Closed
Description
When multiple requests use the same connection pool (same handler + same destination), they will hit a bunch of contention when acquiring and releasing the connection from the pool.
A quick example comparing the HttpClient benchmark using 1 vs 8 handlers, both with 256 worker tasks, shows a ~13% difference.
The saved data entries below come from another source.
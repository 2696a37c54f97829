//! Dead-symbol reclamation and end-of-path leak detection.

use ebb_diagnostic::BugReport;
use ebb_exec::{CheckerContext, PathError, SymbolReaper};

use crate::checker::AllocChecker;
use crate::state::alloc_map;

impl AllocChecker {
    /// A batch of symbols became unreachable: anything still owned among
    /// them leaked. Every dead symbol leaves the map regardless of state,
    /// and exactly one successor carries the pruned map.
    pub(crate) fn reap_dead_symbols(
        &self,
        reaper: &SymbolReaper,
        ctx: &mut CheckerContext<'_>,
    ) -> Result<(), PathError> {
        if !reaper.has_dead_symbols() {
            return Ok(());
        }

        let state = ctx.state().clone();
        let snapshot = alloc_map(&state);
        let mut map = snapshot.clone();
        let mut leaked = 0u32;
        let mut pruned = 0u32;

        for (symbol, entry) in snapshot.iter() {
            if !reaper.is_dead(symbol) {
                continue;
            }
            if entry.is_allocated() {
                if let Some(node) = ctx.generate_node(state.clone()) {
                    ctx.report(BugReport::new(&self.categories.leak, node));
                }
                leaked += 1;
            }
            map = map.remove(symbol)?;
            pruned += 1;
        }

        tracing::debug!(pruned, leaked, "dead-symbol sweep");
        ctx.add_transition(state.set_slot(map));
        Ok(())
    }

    /// The path ended: every allocation still owned is a leak. The map is
    /// left alone — nothing runs after this on the path.
    pub(crate) fn end_path_leaks(&self, ctx: &mut CheckerContext<'_>) -> Result<(), PathError> {
        let state = ctx.state().clone();
        let map = alloc_map(&state);

        for (symbol, entry) in map.iter() {
            if entry.is_allocated() {
                tracing::debug!(symbol = symbol.raw(), "allocation leaked at path end");
                if let Some(node) = ctx.generate_node(state.clone()) {
                    ctx.report(BugReport::new(&self.categories.leak, node));
                }
            }
        }
        Ok(())
    }
}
crank --config https://raw.githubusercontent.com/aspnet/Benchmarks/main/scenarios/httpclient.benchmarks.yml --scenario httpclient-kestrel-get --profile aspnet-citrine-lin --variable useHttpMessageInvoker=true --variable concurrencyPerHttpClient=256 --variable numberOfHttpClients=1 --json 1x256.json
crank --config https://raw.githubusercontent.com/aspnet/Benchmarks/main/scenarios/httpclient.benchmarks.yml --scenario httpclient-kestrel-get --profile aspnet-citrine-lin --variable useHttpMessageInvoker=true --variable concurrencyPerHttpClient=32 --variable numberOfHttpClients=8 --json 8x32.json
crank compare .\1x256.json .\8x32.json
client | 1x256 | 8x32 | |
---|---|---|---|
CPU Usage (%) | 75 | 95 | +26,67% |
Requests | 8.653.509 | 9.814.549 | +13,42% |
Mean RPS | 576.751 | 654.417 | +13,47% |
I saw similar numbers (a ~15% E2E difference) in my LLRP experiment when switching to using multiple handlers.
Approximate numbers from a benchmark doing minimal work outside of spamming the connection pool:
Threads | RPS | RPS/thread |
---|---|---|
1 | 620k | 620k |
2 | 1120k | 560k |
3 | 1500k | 500k |
4 | 1720k | 430k |
5 | 1370k | 274k |
6 | 1170k | 195k |
7 | 1080k | 154k |
On my machine (8 core CPU) the Threads=6 scenario is spending 57 % of CPU on getting the lock in GetHttp11ConnectionAsync
and ReturnHttp11Connection
.
We should look into reducing the contention here if possible.